What’s also interesting is who — to me at least — comes out smelling like a rose and who comes out smelling like fertilizer. As the USSR was in its last throes, if you will, there was a group within the Bush I White House that insisted it was all a ruse. They couldn’t be trusted and we should take advantage, and absolutely not fall for anything like arms control treaties. History has of course shown that these guys — names of Cheney, Wolfowitz, Perle, Rumsfeld — were dead wrong. Familiar names. How many more chances will they get to get it right?

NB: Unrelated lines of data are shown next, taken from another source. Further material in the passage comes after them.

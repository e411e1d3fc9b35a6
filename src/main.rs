// SPDX-License-Identifier: GPL-3.0-or-later
// Copyright (C) 2026 Mark Wells <contact@markwells.dev>

//! nvim-handoff CLI.
//!
//! `open` is what a host IDE invokes as its external editor command; it
//! exits non-zero when the host should fall back to its own handler.
//! `listen` keeps one process alive and reads requests from stdin. The
//! remaining subcommands manage settings and inspect the remembered server.

#![allow(clippy::print_stdout, reason = "CLI tool needs to output to stdout")]

use anyhow::{Result, bail};
use chrono::Local;
use clap::{Parser, Subcommand};
use serde::{Deserialize, Serialize};
use std::path::PathBuf;
use std::process::ExitCode;
use tokio::io::{AsyncBufReadExt, AsyncWriteExt, BufReader};
use tracing::{debug, warn};
use tracing_subscriber::EnvFilter;

use nvim_handoff::cli::{self, ColorConfig};
use nvim_handoff::config::{Config, LaunchTemplate};
use nvim_handoff::launcher;
use nvim_handoff::template::{self, Bindings};
use nvim_handoff::{Handoff, HandoffError};

/// Command-line arguments for nvim-handoff.
#[derive(Parser, Debug)]
#[command(name = "nvim-handoff")]
#[command(about = "Open files from an IDE in a long-lived Neovim server")]
#[command(version = env!("NVIM_HANDOFF_VERSION"))]
struct Args {
    /// The subcommand to run.
    #[command(subcommand)]
    command: Command,

    /// Path to configuration file.
    #[arg(long, global = true)]
    config: Option<PathBuf>,
}

/// Subcommands supported by nvim-handoff.
#[derive(Subcommand, Debug)]
enum Command {
    /// Open a file in the editor server, launching it if needed.
    /// Without a file, only brings up the server.
    Open {
        /// File to open.
        file: Option<PathBuf>,

        /// 1-based line to jump to.
        #[arg(long, short)]
        line: Option<u32>,

        /// 1-based column to jump to.
        #[arg(long, short)]
        column: Option<u32>,
    },

    /// Serve open requests read from stdin as JSON lines
    /// (`{"file": "...", "line": 10, "column": 3}`), answering each with
    /// `{"success": true|false}` on stdout.
    Listen,

    /// Show the remembered server and whether it is alive.
    Status {
        /// Disable colored output.
        #[arg(long)]
        nocolor: bool,
    },

    /// Ask the remembered server to quit and forget it.
    Close,

    /// Check editor, launch commands and focus helper availability.
    Doctor {
        /// Disable colored output.
        #[arg(long)]
        nocolor: bool,
    },

    /// Restore default settings and forget the remembered server.
    Reset,

    /// Inspect or change settings.
    Config {
        /// The settings action to perform.
        #[command(subcommand)]
        action: ConfigAction,
    },

    /// Manage the analyzer list passed through to project generation.
    Analyzer {
        /// The analyzer action to perform.
        #[command(subcommand)]
        action: AnalyzerAction,
    },
}

/// Settings actions.
#[derive(Subcommand, Debug)]
enum ConfigAction {
    /// Print the effective configuration as TOML.
    Show,

    /// Set the launch command (a terminal, or `{app}` to run the editor directly).
    SetLaunch {
        /// Executable.
        command: String,

        /// Argument template.
        #[arg(long, default_value = "", allow_hyphen_values = true)]
        args: String,

        /// Environment template (`KEY=VALUE` pairs).
        #[arg(long, default_value = "", allow_hyphen_values = true)]
        env: String,
    },

    /// Forget the launch command so the fallback candidates are tried again.
    ClearLaunch,

    /// Set the open-file directive template.
    SetOpenFileArgs {
        /// Argument template.
        #[arg(allow_hyphen_values = true)]
        args: String,
    },

    /// Set the cursor-jump directive template.
    SetJumpArgs {
        /// Argument template.
        #[arg(allow_hyphen_values = true)]
        args: String,
    },

    /// Set the helper process wait bound in milliseconds (1-1000).
    SetTimeout {
        /// Milliseconds.
        ms: u64,
    },
}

Who comes out in high estimation is Ronald Reagan. Despite all the heated cold-war rhetoric (my apologies for using that same metaphor twice) he was truly idealistic about ending the arms race and abolishing nukes once and for all. The Soviet generals didn’t quite see it that way, and the period of the “zero option” in Europe saw us coming much to close to a blowup. But to his credit he was able to see Gorbachev for what he was — a fellow idealist and a true reformer — and they were able to get right up to the brink of success. In fact, it was only a small semantic difference that kept Reykjavik from succeeding.
I’d almost be ready to accept Reagan as one of the Great Presidents if he wasn’t so hard right (and wrong) on everything else. He was willing to go far beyond what any of his advisors thought prudent or even possible, and almost made it.
So not as good as “The Making of the Atomic Bomb,” but few books are. An outstanding read by any measure.